E guardandolo meglio mi era tornato in mente chi fosse, dove l’avessi visto la prima volta! Quel giovane, diventato pure un bell’uomo, già mi corse dietro dopo quel concerto in memoria di John Lennon del 1980. E anche durante il premio per i 20 anni dei Queen nel 1990, quando mi ritirai dalla vita pubblica. “Mark me”, gridava in continuazione. “Gifter, mark me!” Era palese che non si stava solo presentando. Ma se le volte precedenti nessuno alzò un dito, in questa occasione una persona comparve da dietro un muro e si avventò contro quel pazzo scatenato riuscendo a levargli di mano il coltello:
“Wilson! Non ti vergogni, fallito? Vuoi che tutti sappiano chi sei? Ti conviene sparire, non meriti la conversione!”

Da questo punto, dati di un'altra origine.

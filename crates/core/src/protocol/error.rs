//! Protocol error types

use core::fmt;

use super::frame::Subsystem;

/// Failure to parse or encode a frame.
///
/// Malformed responses are a distinct error instead of a half-filled
/// buffer; tasks treat any of these as fail-open.
#[derive(Debug, Clone, Copy, PartialEq, Eq)]
#[cfg_attr(feature = "defmt", derive(defmt::Format))]
pub enum ProtocolError {
    /// Raw byte slice is not exactly one frame long
    Length { expected: usize, actual: usize },
    /// Ninth byte is not the line terminator
    MissingTerminator,
    /// Payload does not start with a known subsystem tag
    UnknownTag,
    /// Value field of a numeric response does not parse
    MalformedValue(Subsystem),
    /// Status/enumerated field is not one of the recognized words
    UnknownStatus(Subsystem),
    /// Request verb is not `REQ`, `SET` or `CLR` as allowed for the tag
    UnknownVerb(Subsystem),
    /// Response answers a different subsystem than the one asked
    UnexpectedSubsystem { expected: Subsystem, actual: Subsystem },
    /// Encoded value does not fit the fixed field width
    FieldOverflow(Subsystem),
}

impl fmt::Display for ProtocolError {
    fn fmt(&self, f: &mut fmt::Formatter<'_>) -> fmt::Result {
        match self {
            ProtocolError::Length { expected, actual } => {
                write!(f, "frame length {} (expected {})", actual, expected)
            }
            ProtocolError::MissingTerminator => write!(f, "frame not terminated by newline"),
            ProtocolError::UnknownTag => write!(f, "unknown subsystem tag"),
            ProtocolError::MalformedValue(s) => write!(f, "malformed {} value", s.name()),
            ProtocolError::UnknownStatus(s) => write!(f, "unrecognized {} status", s.name()),
            ProtocolError::UnknownVerb(s) => write!(f, "unrecognized {} verb", s.name()),
            ProtocolError::UnexpectedSubsystem { expected, actual } => write!(
                f,
                "answer from {} while waiting for {}",
                actual.name(),
                expected.name()
            ),
            ProtocolError::FieldOverflow(s) => write!(f, "{} value does not fit its field", s.name()),
        }
    }
}
//! Host-layer errors

use std::path::PathBuf;

/// Errors raised while setting up the host runtime.
///
/// The control loop itself never fails: once running, link problems are
/// handled by the fault latch.
#[derive(Debug, thiserror::Error)]
pub enum RailError {
    #[error("cannot open device {path}: {source}")]
    Device {
        path: PathBuf,
        #[source]
        source: std::io::Error,
    },

    #[error("--{0} requires a value")]
    MissingValue(&'static str),

    #[error("invalid value for --{name}: {value}")]
    InvalidValue { name: &'static str, value: String },

    #[error("unknown option: {0}")]
    UnknownOption(String),

    #[error("empty station distance range {min}..={max}")]
    StationRange { min: u32, max: u32 },
}

pub type Result<T> = core::result::Result<T, RailError>;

Bastarono queste parole a me incomprensibili del nuovo arrivato per convincere lo stalker a dileguarsi, pareva che quei due si conoscessero troppo bene e io non provai a dire una parola, stanco e debole come ero. Il mio salvatore si presentò a me e gli altri del mio staff come Raymond Still, e la sua calma li convinse a non chiamare la polizia. “Sono uno studente di medicina presso la IBUOL – International Bugliano University Of Life, sto qui per Freddie.”
A me cosa importava di chi fosse e da dove venisse, era già successo che lo stesso uomo mi avesse tirato fuori dai guai un anno prima e anche adesso volevo solo tornare a casa. Ero talmente spaesato che accettai la compagnia di quella persona per non sentire la mancanza del mio compagno rimasto a Londra, mentre io ero a Montreux coi Queen per registrare.
Cos’avevo da perdere, ormai mi davano pochi mesi di vita e lo sguardo di quel presunto studente di medicina mi sembrava rassicurante. “State tranquilli”, disse al mio staff; “Me ne prendo cura io.”
Grande e grosso com’era, Raymond mi portò fra le braccia e io gli spiegai che non avevo la forza di combinare niente con lui, ma fortunatamente non parve intenzionato a incontri sessuali. “Ti interessa una ricerca sull’AIDS?” Mi domandò, a bruciapelo. “Vorresti porre fine al tuo dolore una volta per tutte? A Bugliano stiamo lavorando su dei nuovi farmaci.”
Già, il contratto che avevo firmato nel 1989 col sedicente esperto internazionale; l’avevo dimenticato perché nessuno si era più fatto sentire fino a quel giorno.
L’ennesimo cialtrone, pensai. Ma appena arrivammo all’hotel dove alloggiava e mi fece sdraiare sul letto, mi resi conto che era tutto vero. “Non dovrai più temere Mark Wilson, questa sera ti faccio la prima puntura e poi nel tempo starai meglio. Devi solo aspettare qualche mese, poi ti darai per morto e verrai a Bugliano con me!”
Rischio per rischio proviamoci, pensai. Al massimo, potevo morire lo stesso e finire come tutti gli altri morti: una tomba su cui piangere, il cantante famoso conservato nelle collezioni di vinili impolverati.
E invece adesso eccomi qui, a Bugliano a raccontarvelo, mentre il mondo mi dà per morto.